TASK DESCRIPTION - Read through the data and report every line in which the word "nobody" occurs.

(Stored items)
+===+

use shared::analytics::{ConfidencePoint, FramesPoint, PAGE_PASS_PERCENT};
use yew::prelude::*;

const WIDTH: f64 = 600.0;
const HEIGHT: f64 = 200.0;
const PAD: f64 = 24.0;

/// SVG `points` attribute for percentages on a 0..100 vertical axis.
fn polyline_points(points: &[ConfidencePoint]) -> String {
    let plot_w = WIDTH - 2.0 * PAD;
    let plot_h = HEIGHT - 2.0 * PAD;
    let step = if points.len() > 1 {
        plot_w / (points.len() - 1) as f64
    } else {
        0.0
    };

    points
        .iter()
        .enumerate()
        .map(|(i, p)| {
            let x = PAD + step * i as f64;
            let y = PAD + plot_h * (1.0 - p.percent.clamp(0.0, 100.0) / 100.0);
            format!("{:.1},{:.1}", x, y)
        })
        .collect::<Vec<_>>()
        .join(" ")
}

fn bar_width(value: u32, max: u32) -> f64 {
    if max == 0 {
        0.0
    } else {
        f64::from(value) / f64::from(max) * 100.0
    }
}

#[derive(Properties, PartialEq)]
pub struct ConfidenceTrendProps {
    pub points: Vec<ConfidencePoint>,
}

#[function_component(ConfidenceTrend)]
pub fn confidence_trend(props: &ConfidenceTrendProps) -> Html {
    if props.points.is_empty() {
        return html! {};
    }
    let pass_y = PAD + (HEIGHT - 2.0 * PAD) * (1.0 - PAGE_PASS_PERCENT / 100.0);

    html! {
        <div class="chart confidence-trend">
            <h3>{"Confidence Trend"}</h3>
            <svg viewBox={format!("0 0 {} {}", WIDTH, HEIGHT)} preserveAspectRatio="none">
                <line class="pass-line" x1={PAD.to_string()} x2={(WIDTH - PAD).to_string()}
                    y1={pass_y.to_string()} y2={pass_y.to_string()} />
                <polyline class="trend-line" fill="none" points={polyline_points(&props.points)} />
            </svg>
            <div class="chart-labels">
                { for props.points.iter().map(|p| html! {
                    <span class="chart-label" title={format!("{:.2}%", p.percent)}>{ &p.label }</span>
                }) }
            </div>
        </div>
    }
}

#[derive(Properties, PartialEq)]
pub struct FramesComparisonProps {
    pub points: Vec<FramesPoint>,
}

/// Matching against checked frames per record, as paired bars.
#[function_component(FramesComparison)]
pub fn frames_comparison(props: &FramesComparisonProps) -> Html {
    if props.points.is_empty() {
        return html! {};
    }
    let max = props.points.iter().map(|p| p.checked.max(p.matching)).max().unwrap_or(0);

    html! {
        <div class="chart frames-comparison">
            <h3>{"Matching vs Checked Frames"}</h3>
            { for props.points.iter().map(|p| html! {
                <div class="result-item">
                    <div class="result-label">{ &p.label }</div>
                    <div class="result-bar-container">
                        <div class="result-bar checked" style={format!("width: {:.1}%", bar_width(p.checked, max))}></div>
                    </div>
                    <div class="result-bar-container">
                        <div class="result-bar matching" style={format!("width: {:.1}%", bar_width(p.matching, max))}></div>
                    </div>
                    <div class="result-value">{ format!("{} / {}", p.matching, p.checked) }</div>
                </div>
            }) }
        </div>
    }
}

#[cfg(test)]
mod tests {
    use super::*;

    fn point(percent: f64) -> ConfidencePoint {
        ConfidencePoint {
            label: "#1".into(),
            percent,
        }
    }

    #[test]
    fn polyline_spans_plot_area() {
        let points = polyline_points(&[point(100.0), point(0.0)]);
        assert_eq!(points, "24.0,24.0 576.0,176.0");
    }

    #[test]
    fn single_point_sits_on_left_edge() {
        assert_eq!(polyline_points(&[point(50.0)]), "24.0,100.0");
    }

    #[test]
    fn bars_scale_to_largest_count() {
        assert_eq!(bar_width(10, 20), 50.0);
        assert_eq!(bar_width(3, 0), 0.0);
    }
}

+===+

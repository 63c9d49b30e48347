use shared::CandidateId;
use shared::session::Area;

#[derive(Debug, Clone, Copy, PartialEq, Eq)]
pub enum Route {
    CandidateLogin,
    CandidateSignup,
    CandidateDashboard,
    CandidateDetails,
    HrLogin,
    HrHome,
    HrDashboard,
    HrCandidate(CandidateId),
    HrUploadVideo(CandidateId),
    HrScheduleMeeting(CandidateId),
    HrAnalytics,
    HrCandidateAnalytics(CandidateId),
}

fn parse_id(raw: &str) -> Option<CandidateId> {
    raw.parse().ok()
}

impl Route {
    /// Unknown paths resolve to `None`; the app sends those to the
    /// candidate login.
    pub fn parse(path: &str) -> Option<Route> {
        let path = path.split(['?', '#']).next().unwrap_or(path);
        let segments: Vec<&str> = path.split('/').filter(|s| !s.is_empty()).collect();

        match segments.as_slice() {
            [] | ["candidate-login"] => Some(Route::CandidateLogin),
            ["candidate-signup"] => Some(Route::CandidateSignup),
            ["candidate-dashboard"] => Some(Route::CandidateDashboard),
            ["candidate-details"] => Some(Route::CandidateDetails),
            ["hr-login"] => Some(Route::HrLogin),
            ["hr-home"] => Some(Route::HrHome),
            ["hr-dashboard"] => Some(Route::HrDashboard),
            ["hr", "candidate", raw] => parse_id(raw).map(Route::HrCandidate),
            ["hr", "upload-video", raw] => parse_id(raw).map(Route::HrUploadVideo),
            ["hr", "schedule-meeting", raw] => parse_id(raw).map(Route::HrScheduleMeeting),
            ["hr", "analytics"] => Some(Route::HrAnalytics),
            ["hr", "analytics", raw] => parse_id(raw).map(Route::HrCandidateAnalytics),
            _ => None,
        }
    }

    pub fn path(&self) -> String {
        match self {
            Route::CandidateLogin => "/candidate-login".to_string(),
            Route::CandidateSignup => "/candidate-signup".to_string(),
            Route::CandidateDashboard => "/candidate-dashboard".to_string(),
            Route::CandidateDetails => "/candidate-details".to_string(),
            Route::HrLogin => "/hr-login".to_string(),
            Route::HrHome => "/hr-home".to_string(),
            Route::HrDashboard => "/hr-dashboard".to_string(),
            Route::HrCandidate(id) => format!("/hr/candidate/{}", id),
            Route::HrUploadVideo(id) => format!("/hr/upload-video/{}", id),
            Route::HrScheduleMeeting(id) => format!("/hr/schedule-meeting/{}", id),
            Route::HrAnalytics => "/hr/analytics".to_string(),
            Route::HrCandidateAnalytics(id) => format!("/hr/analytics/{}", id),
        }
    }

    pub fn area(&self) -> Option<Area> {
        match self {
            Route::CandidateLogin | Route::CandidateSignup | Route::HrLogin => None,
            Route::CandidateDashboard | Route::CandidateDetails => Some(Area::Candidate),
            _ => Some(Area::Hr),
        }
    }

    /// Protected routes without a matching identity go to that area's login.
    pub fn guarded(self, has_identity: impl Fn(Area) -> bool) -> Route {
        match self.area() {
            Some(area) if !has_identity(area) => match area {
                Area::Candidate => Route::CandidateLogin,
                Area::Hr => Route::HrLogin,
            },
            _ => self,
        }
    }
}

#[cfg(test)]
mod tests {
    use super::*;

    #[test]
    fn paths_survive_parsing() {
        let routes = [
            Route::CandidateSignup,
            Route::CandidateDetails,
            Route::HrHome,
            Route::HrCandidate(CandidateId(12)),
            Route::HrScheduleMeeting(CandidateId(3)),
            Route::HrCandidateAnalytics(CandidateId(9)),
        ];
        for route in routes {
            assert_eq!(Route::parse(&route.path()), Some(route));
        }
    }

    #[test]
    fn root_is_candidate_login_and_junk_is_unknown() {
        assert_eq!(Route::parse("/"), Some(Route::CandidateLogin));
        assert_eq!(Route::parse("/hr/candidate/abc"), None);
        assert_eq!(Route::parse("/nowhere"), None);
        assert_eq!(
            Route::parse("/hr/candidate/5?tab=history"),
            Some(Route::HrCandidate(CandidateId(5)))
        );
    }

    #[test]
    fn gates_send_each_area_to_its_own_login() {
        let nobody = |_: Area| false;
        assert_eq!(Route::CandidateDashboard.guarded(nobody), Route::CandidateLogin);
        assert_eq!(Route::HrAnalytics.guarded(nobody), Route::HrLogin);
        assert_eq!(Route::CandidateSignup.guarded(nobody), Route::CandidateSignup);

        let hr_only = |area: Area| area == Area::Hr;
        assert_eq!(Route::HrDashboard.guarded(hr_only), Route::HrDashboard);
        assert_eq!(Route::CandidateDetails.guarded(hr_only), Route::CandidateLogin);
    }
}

+===+

EXERCISE ANSWER -
        let nobody = |_: Area| false;
        assert_eq!(Route::CandidateDashboard.guarded(nobody), Route::CandidateLogin);
        assert_eq!(Route::HrAnalytics.guarded(nobody), Route::HrLogin);
        assert_eq!(Route::CandidateSignup.guarded(nobody), Route::CandidateSignup);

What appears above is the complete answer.